## Problem to solve
Could you print out every entry, character for character?

#####

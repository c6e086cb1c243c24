//! Command handling — orchestrates the store, the calculator, and the
//! scheduler for each incoming message.
//!
//! Stateless per invocation: everything a command needs is read from the
//! record store, and everything it decides is written back or armed on the
//! scheduler before the reply is returned.

use std::sync::Arc;

use chrono::Utc;

use resinbot_core::ResinBotConfig;
use resinbot_core::error::{ResinBotError, Result};
use resinbot_core::regen::{self, RESIN_CAP, ResinRecord};
use resinbot_core::types::{IncomingMessage, ThreadType};
use resinbot_scheduler::{Reminder, ReminderScheduler};
use resinbot_store::{CooldownGuard, RecordStore};

use crate::commands::{self, ResinCommand};
use crate::replies;

pub struct ResinHandler {
    config: ResinBotConfig,
    store: Arc<RecordStore>,
    scheduler: Arc<ReminderScheduler>,
    guard: CooldownGuard,
}

impl ResinHandler {
    pub fn new(
        config: ResinBotConfig,
        store: Arc<RecordStore>,
        scheduler: Arc<ReminderScheduler>,
    ) -> Self {
        Self {
            config,
            store,
            scheduler,
            guard: CooldownGuard::new(),
        }
    }

    /// Route one incoming message. None when it isn't a resin command;
    /// rejections come back as reply text, never as errors.
    pub fn handle(&self, msg: &IncomingMessage) -> Option<String> {
        let names = self.config.command_names();
        let command = commands::parse(&msg.content, &names)?;
        let result = match command {
            ResinCommand::Query => self.query(&msg.sender_id),
            ResinCommand::Update(requested) => self.update(msg, requested),
        };
        Some(result.unwrap_or_else(|e| replies::rejection(&e)))
    }

    /// Update path: validate, overwrite the record, re-arm reminders.
    fn update(&self, msg: &IncomingMessage, requested: i64) -> Result<String> {
        let threshold = self.config.threshold;
        if !(0..=RESIN_CAP as i64).contains(&requested) {
            return Err(ResinBotError::OutOfRange { value: requested });
        }
        let value = requested as u32;
        if value >= threshold {
            return Err(ResinBotError::AboveThreshold { value, threshold });
        }
        if !self.guard.try_acquire(&msg.sender_id) {
            return Err(ResinBotError::TooSoon);
        }

        let record = ResinRecord::new(value, Utc::now());
        // The row must stay readable until the overflow grace window closes.
        let expires_at = record.recorded_at
            + regen::time_to_reach(value, RESIN_CAP)
            + regen::overflow_grace();
        self.store
            .put(&msg.sender_id, &msg.thread_id, &record, expires_at)?;

        let mention = match msg.thread_type {
            ThreadType::Group => msg.sender_name.clone(),
            ThreadType::Direct => None,
        };
        let reminder = Reminder::threshold(
            &msg.sender_id,
            &msg.thread_id,
            mention.clone(),
            &record,
            threshold,
        );
        let reach_at = reminder.fire_at;
        self.scheduler.arm(reminder);
        if self.config.notify_overflow {
            self.scheduler.arm(Reminder::overflow(
                &msg.sender_id,
                &msg.thread_id,
                mention,
                &record,
            ));
        }

        Ok(replies::saved(value, threshold, reach_at))
    }

    /// Query path: project the stored record to now and clamp for display.
    fn query(&self, user_key: &str) -> Result<String> {
        let record = self
            .store
            .get(user_key)?
            .ok_or(ResinBotError::NoRecord)?;
        let projected = regen::project(&record, Utc::now());
        let (shown, excess) = regen::clamp_display(projected);
        Ok(if excess > 0 {
            replies::overflowed(excess)
        } else {
            replies::status(shown)
        })
    }
}

#[cfg(test)]
mod tests {
    use super::*;
    use async_trait::async_trait;
    use chrono::Duration;
    use resinbot_scheduler::Notifier;
    use std::sync::Mutex;

    struct NullNotifier {
        delivered: Mutex<Vec<Reminder>>,
    }

    #[async_trait]
    impl Notifier for NullNotifier {
        async fn notify(&self, reminder: &Reminder) -> Result<()> {
            self.delivered.lock().unwrap().push(reminder.clone());
            Ok(())
        }
    }

    fn handler() -> ResinHandler {
        handler_with(ResinBotConfig::default())
    }

    fn handler_with(config: ResinBotConfig) -> ResinHandler {
        let store = Arc::new(RecordStore::open_in_memory().unwrap());
        let notifier = Arc::new(NullNotifier {
            delivered: Mutex::new(Vec::new()),
        });
        let scheduler = Arc::new(ReminderScheduler::new(notifier));
        ResinHandler::new(config, store, scheduler)
    }

    fn message(content: &str) -> IncomingMessage {
        IncomingMessage {
            channel: "telegram".into(),
            thread_id: "chat-1".into(),
            sender_id: "user-1".into(),
            sender_name: Some("Aether".into()),
            content: content.into(),
            thread_type: ThreadType::Direct,
            timestamp: Utc::now(),
        }
    }

    #[tokio::test]
    async fn unrelated_messages_are_not_commands() {
        let handler = handler();
        assert!(handler.handle(&message("good morning")).is_none());
    }

    #[tokio::test]
    async fn update_replies_with_value_and_threshold() {
        let handler = handler();
        let reply = handler.handle(&message("resin 10")).unwrap();
        assert!(reply.contains("10"), "reply was: {reply}");
        assert!(reply.contains("150"), "reply was: {reply}");
        assert_eq!(handler.scheduler.pending_count(), 1);
    }

    #[tokio::test]
    async fn update_arms_overflow_reminder_when_configured() {
        let handler = handler_with(ResinBotConfig {
            notify_overflow: true,
            ..Default::default()
        });
        handler.handle(&message("resin 10")).unwrap();
        assert_eq!(handler.scheduler.pending_count(), 2);
    }

    #[tokio::test]
    async fn cap_is_inclusive_on_the_range_check() {
        // 160 passes the range check and is then rejected by the threshold
        // rule, not as out of range.
        let handler = handler();
        let reply = handler.handle(&message("resin 160")).unwrap();
        assert!(reply.contains("threshold"), "reply was: {reply}");

        let reply = handler.handle(&message("resin 161")).unwrap();
        assert!(reply.contains("not a valid"), "reply was: {reply}");

        let reply = handler.handle(&message("resin -1")).unwrap();
        assert!(reply.contains("not a valid"), "reply was: {reply}");
    }

    #[tokio::test]
    async fn second_update_within_the_hour_is_too_soon() {
        let handler = handler();
        handler.handle(&message("resin 10")).unwrap();
        let reply = handler.handle(&message("resin 20")).unwrap();
        assert!(reply.contains("less than an hour"), "reply was: {reply}");

        // The first record must still be in place.
        let record = handler.store.get("user-1").unwrap().unwrap();
        assert_eq!(record.value, 10);
    }

    #[tokio::test]
    async fn query_without_record_says_so() {
        let handler = handler();
        let reply = handler.handle(&message("resin")).unwrap();
        assert!(reply.contains("No resin record"), "reply was: {reply}");
    }

    #[tokio::test]
    async fn query_projects_the_stored_record() {
        let handler = handler();
        // 100 resin recorded 80 minutes ago projects to 110.
        let record = ResinRecord::new(100, Utc::now() - Duration::minutes(80));
        handler
            .store
            .put("user-1", "chat-1", &record, Utc::now() + Duration::hours(24))
            .unwrap();
        let reply = handler.handle(&message("resin")).unwrap();
        assert!(reply.contains("110"), "reply was: {reply}");
    }

    #[tokio::test]
    async fn query_reports_overflow_past_the_cap() {
        let handler = handler();
        // 100 resin recorded 800 minutes ago projects to 200: cap + 40.
        let record = ResinRecord::new(100, Utc::now() - Duration::minutes(800));
        handler
            .store
            .put("user-1", "chat-1", &record, Utc::now() + Duration::hours(24))
            .unwrap();
        let reply = handler.handle(&message("resin")).unwrap();
        assert!(reply.contains("160"), "reply was: {reply}");
        assert!(reply.contains("40"), "reply was: {reply}");
    }
}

#####

## The answer
repository c6e086cb1c243c24
//! Command handling — orchestrates the store, the calculator, and the
//! scheduler for each incoming message.
//!
//! Stateless per invocation: everything a command needs is read from the
//! record store, and everything it decides is written back or armed on the
//! scheduler before the reply is returned.

use std::sync::Arc;

use chrono::Utc;

use resinbot_core::ResinBotConfig;
use resinbot_core::error::{ResinBotError, Result};
use resinbot_core::regen::{self, RESIN_CAP, ResinRecord};
use resinbot_core::types::{IncomingMessage, ThreadType};
use resinbot_scheduler::{Reminder, ReminderScheduler};
use resinbot_store::{CooldownGuard, RecordStore};

use crate::commands::{self, ResinCommand};
use crate::replies;

pub struct ResinHandler {
    config: ResinBotConfig,
    store: Arc<RecordStore>,
    scheduler: Arc<ReminderScheduler>,
    guard: CooldownGuard,
}

impl ResinHandler {
    pub fn new(
        config: ResinBotConfig,
        store: Arc<RecordStore>,
        scheduler: Arc<ReminderScheduler>,
    ) -> Self {
        Self {
            config,
            store,
            scheduler,
            guard: CooldownGuard::new(),
        }
    }

    /// Route one incoming message. None when it isn't a resin command;
    /// rejections come back as reply text, never as errors.
    pub fn handle(&self, msg: &IncomingMessage) -> Option<String> {
        let names = self.config.command_names();
        let command = commands::parse(&msg.content, &names)?;
        let result = match command {
            ResinCommand::Query => self.query(&msg.sender_id),
            ResinCommand::Update(requested) => self.update(msg, requested),
        };
        Some(result.unwrap_or_else(|e| replies::rejection(&e)))
    }

    /// Update path: validate, overwrite the record, re-arm reminders.
    fn update(&self, msg: &IncomingMessage, requested: i64) -> Result<String> {
        let threshold = self.config.threshold;
        if !(0..=RESIN_CAP as i64).contains(&requested) {
            return Err(ResinBotError::OutOfRange { value: requested });
        }
        let value = requested as u32;
        if value >= threshold {
            return Err(ResinBotError::AboveThreshold { value, threshold });
        }
        if !self.guard.try_acquire(&msg.sender_id) {
            return Err(ResinBotError::TooSoon);
        }

        let record = ResinRecord::new(value, Utc::now());
        // The row must stay readable until the overflow grace window closes.
        let expires_at = record.recorded_at
            + regen::time_to_reach(value, RESIN_CAP)
            + regen::overflow_grace();
        self.store
            .put(&msg.sender_id, &msg.thread_id, &record, expires_at)?;

        let mention = match msg.thread_type {
            ThreadType::Group => msg.sender_name.clone(),
            ThreadType::Direct => None,
        };
        let reminder = Reminder::threshold(
            &msg.sender_id,
            &msg.thread_id,
            mention.clone(),
            &record,
            threshold,
        );
        let reach_at = reminder.fire_at;
        self.scheduler.arm(reminder);
        if self.config.notify_overflow {
            self.scheduler.arm(Reminder::overflow(
                &msg.sender_id,
                &msg.thread_id,
                mention,
                &record,
            ));
        }

        Ok(replies::saved(value, threshold, reach_at))
    }

    /// Query path: project the stored record to now and clamp for display.
    fn query(&self, user_key: &str) -> Result<String> {
        let record = self
            .store
            .get(user_key)?
            .ok_or(ResinBotError::NoRecord)?;
        let projected = regen::project(&record, Utc::now());
        let (shown, excess) = regen::clamp_display(projected);
        Ok(if excess > 0 {
            replies::overflowed(excess)
        } else {
            replies::status(shown)
        })
    }
}

#[cfg(test)]
mod tests {
    use super::*;
    use async_trait::async_trait;
    use chrono::Duration;
    use resinbot_scheduler::Notifier;
    use std::sync::Mutex;

    struct NullNotifier {
        delivered: Mutex<Vec<Reminder>>,
    }

    #[async_trait]
    impl Notifier for NullNotifier {
        async fn notify(&self, reminder: &Reminder) -> Result<()> {
            self.delivered.lock().unwrap().push(reminder.clone());
            Ok(())
        }
    }

    fn handler() -> ResinHandler {
        handler_with(ResinBotConfig::default())
    }

    fn handler_with(config: ResinBotConfig) -> ResinHandler {
        let store = Arc::new(RecordStore::open_in_memory().unwrap());
        let notifier = Arc::new(NullNotifier {
            delivered: Mutex::new(Vec::new()),
        });
        let scheduler = Arc::new(ReminderScheduler::new(notifier));
        ResinHandler::new(config, store, scheduler)
    }

    fn message(content: &str) -> IncomingMessage {
        IncomingMessage {
            channel: "telegram".into(),
            thread_id: "chat-1".into(),
            sender_id: "user-1".into(),
            sender_name: Some("Aether".into()),
            content: content.into(),
            thread_type: ThreadType::Direct,
            timestamp: Utc::now(),
        }
    }

    #[tokio::test]
    async fn unrelated_messages_are_not_commands() {
        let handler = handler();
        assert!(handler.handle(&message("good morning")).is_none());
    }

    #[tokio::test]
    async fn update_replies_with_value_and_threshold() {
        let handler = handler();
        let reply = handler.handle(&message("resin 10")).unwrap();
        assert!(reply.contains("10"), "reply was: {reply}");
        assert!(reply.contains("150"), "reply was: {reply}");
        assert_eq!(handler.scheduler.pending_count(), 1);
    }

    #[tokio::test]
    async fn update_arms_overflow_reminder_when_configured() {
        let handler = handler_with(ResinBotConfig {
            notify_overflow: true,
            ..Default::default()
        });
        handler.handle(&message("resin 10")).unwrap();
        assert_eq!(handler.scheduler.pending_count(), 2);
    }

    #[tokio::test]
    async fn cap_is_inclusive_on_the_range_check() {
        // 160 passes the range check and is then rejected by the threshold
        // rule, not as out of range.
        let handler = handler();
        let reply = handler.handle(&message("resin 160")).unwrap();
        assert!(reply.contains("threshold"), "reply was: {reply}");

        let reply = handler.handle(&message("resin 161")).unwrap();
        assert!(reply.contains("not a valid"), "reply was: {reply}");

        let reply = handler.handle(&message("resin -1")).unwrap();
        assert!(reply.contains("not a valid"), "reply was: {reply}");
    }

    #[tokio::test]
    async fn second_update_within_the_hour_is_too_soon() {
        let handler = handler();
        handler.handle(&message("resin 10")).unwrap();
        let reply = handler.handle(&message("resin 20")).unwrap();
        assert!(reply.contains("less than an hour"), "reply was: {reply}");

        // The first record must still be in place.
        let record = handler.store.get("user-1").unwrap().unwrap();
        assert_eq!(record.value, 10);
    }

    #[tokio::test]
    async fn query_without_record_says_so() {
        let handler = handler();
        let reply = handler.handle(&message("resin")).unwrap();
        assert!(reply.contains("No resin record"), "reply was: {reply}");
    }

    #[tokio::test]
    async fn query_projects_the_stored_record() {
        let handler = handler();
        // 100 resin recorded 80 minutes ago projects to 110.
        let record = ResinRecord::new(100, Utc::now() - Duration::minutes(80));
        handler
            .store
            .put("user-1", "chat-1", &record, Utc::now() + Duration::hours(24))
            .unwrap();
        let reply = handler.handle(&message("resin")).unwrap();
        assert!(reply.contains("110"), "reply was: {reply}");
    }

    #[tokio::test]
    async fn query_reports_overflow_past_the_cap() {
        let handler = handler();
        // 100 resin recorded 800 minutes ago projects to 200: cap + 40.
        let record = ResinRecord::new(100, Utc::now() - Duration::minutes(800));
        handler
            .store
            .put("user-1", "chat-1", &record, Utc::now() + Duration::hours(24))
            .unwrap();
        let reply = handler.handle(&message("resin")).unwrap();
        assert!(reply.contains("160"), "reply was: {reply}");
        assert!(reply.contains("40"), "reply was: {reply}");
    }
}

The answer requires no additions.